WORK TO BE COMPLETED: Would you restate word for word the lines of the listing, beginning at the first and ending with the line that holds "fn is_page_whitespace(c: char)"?

SOURCE DATA:
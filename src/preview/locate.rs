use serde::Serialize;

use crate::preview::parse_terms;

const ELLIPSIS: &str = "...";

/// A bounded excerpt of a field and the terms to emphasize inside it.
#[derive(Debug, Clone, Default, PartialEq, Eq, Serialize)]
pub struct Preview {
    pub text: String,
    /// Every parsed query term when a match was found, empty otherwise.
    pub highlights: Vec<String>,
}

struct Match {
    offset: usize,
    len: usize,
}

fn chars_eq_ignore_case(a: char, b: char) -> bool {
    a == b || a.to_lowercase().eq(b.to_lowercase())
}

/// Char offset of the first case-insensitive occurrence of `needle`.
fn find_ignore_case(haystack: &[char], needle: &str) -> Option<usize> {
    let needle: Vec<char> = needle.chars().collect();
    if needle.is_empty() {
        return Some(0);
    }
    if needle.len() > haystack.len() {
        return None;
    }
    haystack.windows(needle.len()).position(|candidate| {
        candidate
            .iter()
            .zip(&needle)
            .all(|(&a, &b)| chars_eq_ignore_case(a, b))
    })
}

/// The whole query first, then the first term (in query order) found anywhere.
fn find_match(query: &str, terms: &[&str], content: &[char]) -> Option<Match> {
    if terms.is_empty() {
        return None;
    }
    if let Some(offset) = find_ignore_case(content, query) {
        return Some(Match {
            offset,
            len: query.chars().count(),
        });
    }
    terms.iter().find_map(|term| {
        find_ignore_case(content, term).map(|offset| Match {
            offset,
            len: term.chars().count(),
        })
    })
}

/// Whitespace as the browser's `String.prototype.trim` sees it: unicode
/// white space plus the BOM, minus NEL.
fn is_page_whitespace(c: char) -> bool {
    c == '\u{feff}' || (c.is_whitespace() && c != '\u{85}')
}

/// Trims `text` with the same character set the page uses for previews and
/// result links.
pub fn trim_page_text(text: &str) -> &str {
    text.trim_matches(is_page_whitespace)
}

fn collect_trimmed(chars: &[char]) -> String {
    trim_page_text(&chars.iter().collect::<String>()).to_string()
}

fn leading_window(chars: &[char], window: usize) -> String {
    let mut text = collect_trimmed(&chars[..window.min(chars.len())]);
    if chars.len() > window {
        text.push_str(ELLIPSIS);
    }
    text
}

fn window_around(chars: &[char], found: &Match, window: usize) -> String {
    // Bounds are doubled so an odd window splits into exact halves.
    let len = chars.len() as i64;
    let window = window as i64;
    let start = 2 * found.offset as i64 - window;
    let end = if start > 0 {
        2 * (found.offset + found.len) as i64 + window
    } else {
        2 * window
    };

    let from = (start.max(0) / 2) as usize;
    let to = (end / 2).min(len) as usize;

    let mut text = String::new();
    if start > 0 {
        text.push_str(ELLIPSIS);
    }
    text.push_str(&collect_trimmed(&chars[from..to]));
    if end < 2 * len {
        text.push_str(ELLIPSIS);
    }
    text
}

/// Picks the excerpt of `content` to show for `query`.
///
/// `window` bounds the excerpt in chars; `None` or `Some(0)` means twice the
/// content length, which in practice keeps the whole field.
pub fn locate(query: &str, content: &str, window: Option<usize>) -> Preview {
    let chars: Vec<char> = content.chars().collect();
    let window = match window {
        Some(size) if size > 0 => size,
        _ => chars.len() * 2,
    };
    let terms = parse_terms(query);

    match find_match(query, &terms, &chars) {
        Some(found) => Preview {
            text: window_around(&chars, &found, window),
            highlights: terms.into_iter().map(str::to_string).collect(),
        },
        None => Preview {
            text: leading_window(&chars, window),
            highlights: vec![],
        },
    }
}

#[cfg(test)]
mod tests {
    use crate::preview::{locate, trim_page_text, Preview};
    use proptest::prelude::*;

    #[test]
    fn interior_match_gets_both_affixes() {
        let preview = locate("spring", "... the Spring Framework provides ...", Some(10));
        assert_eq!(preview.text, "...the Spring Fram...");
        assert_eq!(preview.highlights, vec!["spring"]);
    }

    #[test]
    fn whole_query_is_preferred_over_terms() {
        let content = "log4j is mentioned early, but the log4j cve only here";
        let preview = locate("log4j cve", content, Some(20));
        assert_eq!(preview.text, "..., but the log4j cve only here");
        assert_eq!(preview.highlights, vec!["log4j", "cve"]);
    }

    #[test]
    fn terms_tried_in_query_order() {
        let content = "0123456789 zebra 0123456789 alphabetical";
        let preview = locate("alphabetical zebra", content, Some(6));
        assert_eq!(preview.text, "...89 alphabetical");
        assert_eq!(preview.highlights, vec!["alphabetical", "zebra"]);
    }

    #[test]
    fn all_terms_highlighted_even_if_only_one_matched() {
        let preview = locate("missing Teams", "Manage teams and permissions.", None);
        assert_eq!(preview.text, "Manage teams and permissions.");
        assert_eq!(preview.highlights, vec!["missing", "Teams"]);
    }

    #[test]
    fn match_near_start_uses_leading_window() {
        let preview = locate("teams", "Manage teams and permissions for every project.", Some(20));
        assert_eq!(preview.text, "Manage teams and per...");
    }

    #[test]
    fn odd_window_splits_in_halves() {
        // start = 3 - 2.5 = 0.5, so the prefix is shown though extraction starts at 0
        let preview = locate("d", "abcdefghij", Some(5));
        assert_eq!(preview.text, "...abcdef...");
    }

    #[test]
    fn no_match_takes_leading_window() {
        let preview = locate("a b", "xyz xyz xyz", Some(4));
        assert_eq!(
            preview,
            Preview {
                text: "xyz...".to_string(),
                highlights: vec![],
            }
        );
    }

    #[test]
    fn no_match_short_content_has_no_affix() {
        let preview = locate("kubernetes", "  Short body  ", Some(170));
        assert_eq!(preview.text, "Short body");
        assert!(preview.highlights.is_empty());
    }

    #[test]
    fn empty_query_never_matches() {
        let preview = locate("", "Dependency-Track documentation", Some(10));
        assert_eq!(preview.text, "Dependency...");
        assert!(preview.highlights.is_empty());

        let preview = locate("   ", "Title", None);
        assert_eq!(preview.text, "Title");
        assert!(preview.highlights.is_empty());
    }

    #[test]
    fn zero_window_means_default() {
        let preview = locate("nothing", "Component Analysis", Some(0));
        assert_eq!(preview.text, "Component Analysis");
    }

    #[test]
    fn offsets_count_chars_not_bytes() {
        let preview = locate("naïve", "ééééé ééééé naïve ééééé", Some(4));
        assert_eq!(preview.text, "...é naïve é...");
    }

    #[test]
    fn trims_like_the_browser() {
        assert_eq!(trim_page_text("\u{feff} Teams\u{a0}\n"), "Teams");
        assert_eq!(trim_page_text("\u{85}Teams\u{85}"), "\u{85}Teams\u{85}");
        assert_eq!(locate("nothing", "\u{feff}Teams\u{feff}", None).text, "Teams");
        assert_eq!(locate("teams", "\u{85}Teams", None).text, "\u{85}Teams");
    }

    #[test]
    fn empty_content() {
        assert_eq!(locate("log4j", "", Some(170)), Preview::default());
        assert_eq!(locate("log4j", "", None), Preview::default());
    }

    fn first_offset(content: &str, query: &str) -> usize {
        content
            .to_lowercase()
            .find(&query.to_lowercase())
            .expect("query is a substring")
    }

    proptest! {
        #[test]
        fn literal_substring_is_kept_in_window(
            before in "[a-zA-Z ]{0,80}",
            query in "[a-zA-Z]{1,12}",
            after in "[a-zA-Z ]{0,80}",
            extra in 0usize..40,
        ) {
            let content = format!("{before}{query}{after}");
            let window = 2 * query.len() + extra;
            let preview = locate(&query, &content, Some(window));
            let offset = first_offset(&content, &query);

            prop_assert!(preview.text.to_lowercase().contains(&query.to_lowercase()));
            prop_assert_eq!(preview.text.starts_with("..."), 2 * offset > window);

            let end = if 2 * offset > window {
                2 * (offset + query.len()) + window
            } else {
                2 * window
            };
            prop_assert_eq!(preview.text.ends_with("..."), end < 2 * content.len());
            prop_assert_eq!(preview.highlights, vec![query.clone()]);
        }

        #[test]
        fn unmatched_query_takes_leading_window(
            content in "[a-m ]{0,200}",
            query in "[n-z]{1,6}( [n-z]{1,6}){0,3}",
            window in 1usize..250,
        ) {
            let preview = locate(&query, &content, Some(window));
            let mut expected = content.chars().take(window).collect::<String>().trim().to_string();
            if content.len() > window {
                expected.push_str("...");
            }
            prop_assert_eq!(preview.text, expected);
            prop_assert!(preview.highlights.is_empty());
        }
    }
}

RESPONSE AREA:
filename src/preview/locate.rs
use serde::Serialize;

use crate::preview::parse_terms;

const ELLIPSIS: &str = "...";

/// A bounded excerpt of a field and the terms to emphasize inside it.
#[derive(Debug, Clone, Default, PartialEq, Eq, Serialize)]
pub struct Preview {
    pub text: String,
    /// Every parsed query term when a match was found, empty otherwise.
    pub highlights: Vec<String>,
}

struct Match {
    offset: usize,
    len: usize,
}

fn chars_eq_ignore_case(a: char, b: char) -> bool {
    a == b || a.to_lowercase().eq(b.to_lowercase())
}

/// Char offset of the first case-insensitive occurrence of `needle`.
fn find_ignore_case(haystack: &[char], needle: &str) -> Option<usize> {
    let needle: Vec<char> = needle.chars().collect();
    if needle.is_empty() {
        return Some(0);
    }
    if needle.len() > haystack.len() {
        return None;
    }
    haystack.windows(needle.len()).position(|candidate| {
        candidate
            .iter()
            .zip(&needle)
            .all(|(&a, &b)| chars_eq_ignore_case(a, b))
    })
}

/// The whole query first, then the first term (in query order) found anywhere.
fn find_match(query: &str, terms: &[&str], content: &[char]) -> Option<Match> {
    if terms.is_empty() {
        return None;
    }
    if let Some(offset) = find_ignore_case(content, query) {
        return Some(Match {
            offset,
            len: query.chars().count(),
        });
    }
    terms.iter().find_map(|term| {
        find_ignore_case(content, term).map(|offset| Match {
            offset,
            len: term.chars().count(),
        })
    })
}

/// Whitespace as the browser's `String.prototype.trim` sees it: unicode
/// white space plus the BOM, minus NEL.
fn is_page_whitespace(c: char) -> bool {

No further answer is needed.